## What to do
Your answer should repeat every record verbatim.
====== Data ======
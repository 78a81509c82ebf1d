//! Data models shared by the services
//!
//! Plain data: trading days, instrument descriptors and the settlement
//! tables produced by a pull.

pub mod instrument;
pub mod settlement;
pub mod trading_day;

pub use instrument::{ChartAxis, Instrument, PriceUnit};
pub use settlement::{
    CombinedDataset, CombinedRow, ContractMonth, InstrumentTable, SettlementRow, SettlementSnapshot,
};
pub use trading_day::TradingDay;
======
## Result of the exercise
repository 78a81509c82ebf1d
//! Data models shared by the services
//!
//! Plain data: trading days, instrument descriptors and the settlement
//! tables produced by a pull.

pub mod instrument;
pub mod settlement;
pub mod trading_day;

pub use instrument::{ChartAxis, Instrument, PriceUnit};
pub use settlement::{
    CombinedDataset, CombinedRow, ContractMonth, InstrumentTable, SettlementRow, SettlementSnapshot,
};
pub use trading_day::TradingDay;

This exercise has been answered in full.